- **Your goal**:
Repeat back the listing below, word for word and in full.

- **Entries provided**:

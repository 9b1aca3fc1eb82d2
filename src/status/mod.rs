//! Status text pipeline: segment extraction, draft-turn parsing, rendering.
//!
//! Each stage is infallible from the caller's point of view. Missing markers
//! widen the segment, unparseable clauses degrade to the segment text, and
//! rendering always yields exactly one message string.

pub mod extract;
pub mod format;
pub mod parse;

pub use extract::{extract_segment, Segment, SegmentKind};
pub use format::{notification_body, render};
pub use parse::{DraftParser, ParseFailure};

/// Byte offset of the first ASCII case-insensitive match of `needle`.
///
/// Lowercasing only touches ASCII bytes, so offsets into the lowered copy are
/// valid offsets into `haystack`.
pub(crate) fn find_ci(haystack: &str, needle: &str) -> Option<usize> {
    if needle.is_empty() {
        return None;
    }
    haystack
        .to_ascii_lowercase()
        .find(&needle.to_ascii_lowercase())
}
use serde::Deserialize;
use serde_json::Value;

use crate::{
    error::{NormalizeError, Result},
    schema::CanonicalFilter,
};

use super::{
    Exchange,
    mapper::{SubscriptionMapper, decode, discriminator_is},
};

/// Bitstamp subscription mapper
///
/// https://www.bitstamp.net/websocket/v2/
///
/// Channel = underscore-delimited name with the pair as the trailing
/// segment, e.g. "live_trades_btcusd". Split on the LAST underscore.
#[derive(Debug, Clone, Copy, Default)]
pub struct BitstampMapper;

#[derive(Debug, Deserialize)]
struct SubscribeMessage {
    data: Data,
}

#[derive(Debug, Deserialize)]
struct Data {
    channel: String,
}

impl SubscriptionMapper for BitstampMapper {

    fn exchange(&self) -> Exchange {
        Exchange::Bitstamp
    }

    fn can_handle(&self, message: &Value) -> bool {
        discriminator_is(message, &["event"], "bts:subscribe")
    }

    fn map(&self, message: &Value) -> Result<Vec<CanonicalFilter>> {
        let msg: SubscribeMessage = decode(self.exchange(), message)?;
        let raw = msg.data.channel;

        let Some((channel, symbol)) = raw.rsplit_once('_').filter(|(_, s)| !s.is_empty()) else {
            return Err(NormalizeError::malformed(
                self.exchange(),
                format!("channel '{raw}' has no symbol segment"),
            ));
        };

        Ok(vec![CanonicalFilter::with_symbol(channel, symbol)])
    }
}

#[cfg(test)]
mod tests {
    use super::*;
    use serde_json::json;

    #[test]
    fn test_splits_on_last_underscore() {
        let msg = json!({ "event": "bts:subscribe", "data": { "channel": "live_orders_BTC_USD" } });
        assert!(BitstampMapper.can_handle(&msg));
        assert_eq!(
            BitstampMapper.map(&msg).unwrap(),
            vec![CanonicalFilter::with_symbol("live_orders_BTC", "USD")]
        );
    }

    #[test]
    fn test_diff_order_book() {
        let msg = json!({ "event": "bts:subscribe", "data": { "channel": "diff_order_book_btcusd" } });
        assert_eq!(
            BitstampMapper.map(&msg).unwrap(),
            vec![CanonicalFilter::with_symbol("diff_order_book", "btcusd")]
        );
    }

    #[test]
    fn test_channel_without_underscore_is_malformed() {
        let msg = json!({ "event": "bts:subscribe", "data": { "channel": "heartbeat" } });
        assert!(BitstampMapper.map(&msg).is_err());
    }

    #[test]
    fn test_trailing_underscore_is_malformed() {
        let msg = json!({ "event": "bts:subscribe", "data": { "channel": "live_trades_" } });
        assert_eq!(
            BitstampMapper.map(&msg).unwrap_err(),
            NormalizeError::malformed(Exchange::Bitstamp, "channel 'live_trades_' has no symbol segment")
        );
    }

    #[test]
    fn test_rejects_data_and_ack() {
        let trade = json!({ "event": "trade", "channel": "live_trades_btcusd", "data": {} });
        assert!(!BitstampMapper.can_handle(&trade));

        let succeeded = json!({ "event": "bts:subscription_succeeded", "channel": "live_trades_btcusd", "data": {} });
        assert!(!BitstampMapper.can_handle(&succeeded));
    }
}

- **Response area**:
repository 9b1aca3fc1eb82d2
filename src/status/mod.rs
//! Status text pipeline: segment extraction, draft-turn parsing, rendering.
//!
//! Each stage is infallible from the caller's point of view. Missing markers
//! widen the segment, unparseable clauses degrade to the segment text, and
//! rendering always yields exactly one message string.

pub mod extract;
pub mod format;
pub mod parse;

pub use extract::{extract_segment, Segment, SegmentKind};
pub use format::{notification_body, render};
pub use parse::{DraftParser, ParseFailure};

/// Byte offset of the first ASCII case-insensitive match of `needle`.
///
/// Lowercasing only touches ASCII bytes, so offsets into the lowered copy are
/// valid offsets into `haystack`.
pub(crate) fn find_ci(haystack: &str, needle: &str) -> Option<usize> {
    if needle.is_empty() {
        return None;
    }
    haystack
        .to_ascii_lowercase()
        .find(&needle.to_ascii_lowercase())
}
use serde::Deserialize;
use serde_json::Value;

use crate::{
    error::{NormalizeError, Result},
    schema::CanonicalFilter,
};

use super::{
    Exchange,
    mapper::{SubscriptionMapper, decode, discriminator_is},
};

/// Bitstamp subscription mapper
///
/// https://www.bitstamp.net/websocket/v2/
///
/// Channel = underscore-delimited name with the pair as the trailing
/// segment, e.g. "live_trades_btcusd". Split on the LAST underscore.
#[derive(Debug, Clone, Copy, Default)]
pub struct BitstampMapper;

#[derive(Debug, Deserialize)]
struct SubscribeMessage {
    data: Data,
}

#[derive(Debug, Deserialize)]
struct Data {
    channel: String,
}

impl SubscriptionMapper for BitstampMapper {

    fn exchange(&self) -> Exchange {
        Exchange::Bitstamp
    }

    fn can_handle(&self, message: &Value) -> bool {
        discriminator_is(message, &["event"], "bts:subscribe")
    }

    fn map(&self, message: &Value) -> Result<Vec<CanonicalFilter>> {
        let msg: SubscribeMessage = decode(self.exchange(), message)?;
        let raw = msg.data.channel;

        let Some((channel, symbol)) = raw.rsplit_once('_').filter(|(_, s)| !s.is_empty()) else {
            return Err(NormalizeError::malformed(
                self.exchange(),
                format!("channel '{raw}' has no symbol segment"),
            ));
        };

        Ok(vec![CanonicalFilter::with_symbol(channel, symbol)])
    }
}

#[cfg(test)]
mod tests {
    use super::*;
    use serde_json::json;

    #[test]
    fn test_splits_on_last_underscore() {
        let msg = json!({ "event": "bts:subscribe", "data": { "channel": "live_orders_BTC_USD" } });
        assert!(BitstampMapper.can_handle(&msg));
        assert_eq!(
            BitstampMapper.map(&msg).unwrap(),
            vec![CanonicalFilter::with_symbol("live_orders_BTC", "USD")]
        );
    }

    #[test]
    fn test_diff_order_book() {
        let msg = json!({ "event": "bts:subscribe", "data": { "channel": "diff_order_book_btcusd" } });
        assert_eq!(
            BitstampMapper.map(&msg).unwrap(),
            vec![CanonicalFilter::with_symbol("diff_order_book", "btcusd")]
        );
    }

    #[test]
    fn test_channel_without_underscore_is_malformed() {
        let msg = json!({ "event": "bts:subscribe", "data": { "channel": "heartbeat" } });
        assert!(BitstampMapper.map(&msg).is_err());
    }

    #[test]
    fn test_trailing_underscore_is_malformed() {
        let msg = json!({ "event": "bts:subscribe", "data": { "channel": "live_trades_" } });
        assert_eq!(
            BitstampMapper.map(&msg).unwrap_err(),
            NormalizeError::malformed(Exchange::Bitstamp, "channel 'live_trades_' has no symbol segment")
        );
    }

    #[test]
    fn test_rejects_data_and_ack() {
        let trade = json!({ "event": "trade", "channel": "live_trades_btcusd", "data": {} });
        assert!(!BitstampMapper.can_handle(&trade));

        let succeeded = json!({ "event": "bts:subscription_succeeded", "channel": "live_trades_btcusd", "data": {} });
        assert!(!BitstampMapper.can_handle(&succeeded));
    }
}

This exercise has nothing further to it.